Los sensores son los elementos que utiliza el sistema para conocer el estado de ciertos parámetros (la temperatura ambiente, la existencia de un escape de agua, etc. ). Entre los más comúnmente utilizados se distinguen los siguientes:


Termostato de ambiente, destinado a medir la temperatura de la estancia y permitir la modificación de parámetros de consigna por parte del usuario.
Sensor de temperatura interior, destinado a medir únicamente la temperatura de la estancia.


Sensor de temperatura exterior, destinado a optimizar el funcionamiento de la calefacción a través de una óptima regulación de su carga y/o funcionamiento.

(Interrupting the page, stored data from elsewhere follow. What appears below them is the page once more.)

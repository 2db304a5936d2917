//! `keel restore`: rebuild a cluster from a disaster-recovery backup

use std::path::{Path, PathBuf};
use std::sync::Arc;

use clap::Args;
use ipnet::IpNet;
use tokio_util::sync::CancellationToken;
use tracing::info;

use keel_common::{ReleaseInfo, RuntimeConfig};
use keel_restore::{
    runtime_config_from_installation, BackupStore, ClusterRestoreSteps, RestoreOptions,
    RestoreOrchestrator, RestoreState, StateStore,
};

use super::{load_config, StdoutProgress};
use crate::client::LazyClusterClient;
use crate::hooks::HookHostOps;
use crate::prompt::TerminalPrompt;
use crate::Result;

/// Network split into pod and service halves when no CIDR is configured
pub const DEFAULT_CIDR: &str = "10.244.0.0/16";

/// Restore a cluster from a backup
#[derive(Args, Debug)]
pub struct RestoreArgs {
    /// Release description shipped with the binary
    #[arg(long, env = "KEEL_RELEASE")]
    pub release: PathBuf,

    /// Data directory on this host
    #[arg(long)]
    pub data_dir: Option<PathBuf>,

    /// Restore without external network access
    #[arg(long)]
    pub airgap: bool,

    /// Network split evenly into the pod and service CIDRs
    #[arg(long, conflicts_with_all = ["pod_cidr", "service_cidr"])]
    pub cidr: Option<String>,

    /// Pod CIDR
    #[arg(long)]
    pub pod_cidr: Option<String>,

    /// Service CIDR
    #[arg(long)]
    pub service_cidr: Option<String>,

    /// Host interface used to reach the admin console
    #[arg(long)]
    pub network_interface: Option<String>,

    /// Admin console node port
    #[arg(long)]
    pub admin_console_port: Option<u16>,

    /// Local artifact mirror port; defaults to the port recorded in the backup
    #[arg(long)]
    pub local_artifact_mirror_port: Option<u16>,

    #[command(flatten)]
    pub store: StoreArgs,

    /// Skip checking that the backup store is reachable
    #[arg(long)]
    pub skip_store_validation: bool,

    /// Executable performing host operations (install, preflights, mirror)
    #[arg(long, env = "KEEL_HOST_HOOK")]
    pub host_hook: PathBuf,

    /// Argument placed before the operation name on every hook call
    #[arg(long = "host-hook-arg")]
    pub host_hook_args: Vec<String>,
}

/// S3 coordinates of the backup store; missing values are prompted for
#[derive(Args, Debug, Default)]
pub struct StoreArgs {
    /// S3 endpoint URL
    #[arg(long, env = "KEEL_S3_ENDPOINT", default_value = "")]
    pub s3_endpoint: String,

    /// S3 region
    #[arg(long, env = "KEEL_S3_REGION", default_value = "")]
    pub s3_region: String,

    /// S3 bucket
    #[arg(long, env = "KEEL_S3_BUCKET", default_value = "")]
    pub s3_bucket: String,

    /// Key prefix inside the bucket
    #[arg(long, env = "KEEL_S3_PREFIX", default_value = "")]
    pub s3_prefix: String,

    /// Access key ID
    #[arg(long, env = "KEEL_S3_ACCESS_KEY_ID", default_value = "")]
    pub s3_access_key_id: String,

    /// Secret access key
    #[arg(
        long,
        env = "KEEL_S3_SECRET_ACCESS_KEY",
        default_value = "",
        hide_env_values = true
    )]
    pub s3_secret_access_key: String,
}

impl From<StoreArgs> for BackupStore {
    fn from(args: StoreArgs) -> Self {
        BackupStore {
            endpoint: args.s3_endpoint,
            region: args.s3_region,
            bucket: args.s3_bucket,
            prefix: args.s3_prefix,
            access_key_id: args.s3_access_key_id,
            secret_access_key: args.s3_secret_access_key,
        }
    }
}

impl RestoreArgs {
    /// Overlay the flags on `config`
    pub fn apply(&self, config: &mut RuntimeConfig) -> Result<()> {
        if let Some(dir) = &self.data_dir {
            config.data_dir = dir.clone();
        }
        if self.airgap {
            config.airgap = true;
        }
        if let Some(port) = self.admin_console_port {
            config.admin_console_port = port;
        }
        if let Some(port) = self.local_artifact_mirror_port {
            config.local_artifact_mirror_port = port;
        }
        if let Some(iface) = &self.network_interface {
            config.network.network_interface = Some(iface.clone());
        }

        if let Some(cidr) = &self.cidr {
            let (pod, service) = split_cidr(cidr)?;
            config.network.pod_cidr = pod;
            config.network.service_cidr = service;
        }
        if let Some(pod) = &self.pod_cidr {
            config.network.pod_cidr = pod.clone();
        }
        if let Some(service) = &self.service_cidr {
            config.network.service_cidr = service.clone();
        }
        let (default_pod, default_service) = split_cidr(DEFAULT_CIDR)?;
        if config.network.pod_cidr.is_empty() {
            config.network.pod_cidr = default_pod;
        }
        if config.network.service_cidr.is_empty() {
            config.network.service_cidr = default_service;
        }
        Ok(())
    }
}

/// Split `cidr` into its lower and upper halves (pod, service)
pub fn split_cidr(cidr: &str) -> Result<(String, String)> {
    let invalid = |msg: String| keel_common::Error::validation_for_field("--cidr", msg);

    let net: IpNet = cidr
        .parse()
        .map_err(|e| invalid(format!("invalid CIDR {:?}: {}", cidr, e)))?;
    let mut halves = net
        .subnets(net.prefix_len() + 1)
        .map_err(|_| invalid(format!("CIDR {} is too small to split", cidr)))?;
    match (halves.next(), halves.next()) {
        (Some(pod), Some(service)) => Ok((pod.to_string(), service.to_string())),
        _ => Err(invalid(format!("CIDR {} is too small to split", cidr)).into()),
    }
}

/// Run the restore, resuming a previous one when the operator agrees
pub async fn run(
    args: RestoreArgs,
    config_path: Option<&Path>,
    cancel: CancellationToken,
) -> Result<()> {
    let release = ReleaseInfo::load(&args.release)?;
    let mut config = load_config(config_path)?;
    args.apply(&mut config)?;

    let client = Arc::new(LazyClusterClient::new(Some(config.kubeconfig_path())));
    let store = StateStore::new(client.clone(), config.namespaces.embedded_cluster.clone());

    if store.load().await.state != RestoreState::New {
        if let Some(recorded) = runtime_config_from_installation(client.as_ref()).await {
            info!("Using the runtime configuration recorded on the installation");
            config = RuntimeConfig {
                kubeconfig: config.kubeconfig.clone(),
                ..recorded
            };
        }
    }

    let host = HookHostOps::new(&args.host_hook, args.host_hook_args.clone(), &config);
    let prompt = TerminalPrompt::stdio();
    let options = RestoreOptions {
        backup_store: args.store.into(),
        skip_store_validation: args.skip_store_validation,
        local_artifact_mirror_port: args.local_artifact_mirror_port,
    };
    let steps = ClusterRestoreSteps::new(
        client.as_ref(),
        &config,
        &release,
        &host,
        &prompt,
        &StdoutProgress,
        &cancel,
        options,
    );

    RestoreOrchestrator::new(store, &steps, &prompt).execute().await?;
    Ok(())
}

Sondas de temperatura para gestión de calefacción, necesarias para controlar de forma correcta distintos tipos de calefacción eléctrica (por ejemplo, sondas limitadoras para suelo radiante ).


Sonda de humedad, destinada a detectar posibles escapes de agua en cocinas, aseos, etc.


Detector de fugas de gas, para la detección de posibles fugas de gas en cocina, etc.


Detector de humo y/o fuego, para la detección de conatos de incendio.


Detector de radiofrecuencia (RF) para detectar avisos de alerta médica emitidos por un emisor portátil de radiofrecuencia (de idéntico parecido a los mandos para apertura de puertas de garaje).


Sensor de presencia, para detección de intrusiones no deseadas en la vivienda.


Receptor de infrarrojos.


ACTUADORES


Por otra parte, tenemos los actuadores. Son elementos que utiliza el sistema para modificar el estado de ciertos equipos e instalaciones. Entre los más comúnmente utilizados se distinguen los siguientes:


Contactores (o relés de actuación) de carril DIN.


Contactores para base de enchufe.


Electroválvulas de corte de suministro (gas y aguas).


Válvulas para la zonificación de la calefacción por agua caliente.


Sirenas o elementos zumbadores, para el aviso de alarmas en curso.


Debemos indicar que el número de sensores y actuadores varía en el tiempo, dado que muchas empresas agrupan unos u otros en un sólo aparato abaratando costes, por lo que esta información siempre estará sujeta a posibles modificaciones a lo largo del tiempo. Sin embargo, los elementos básicos no varían.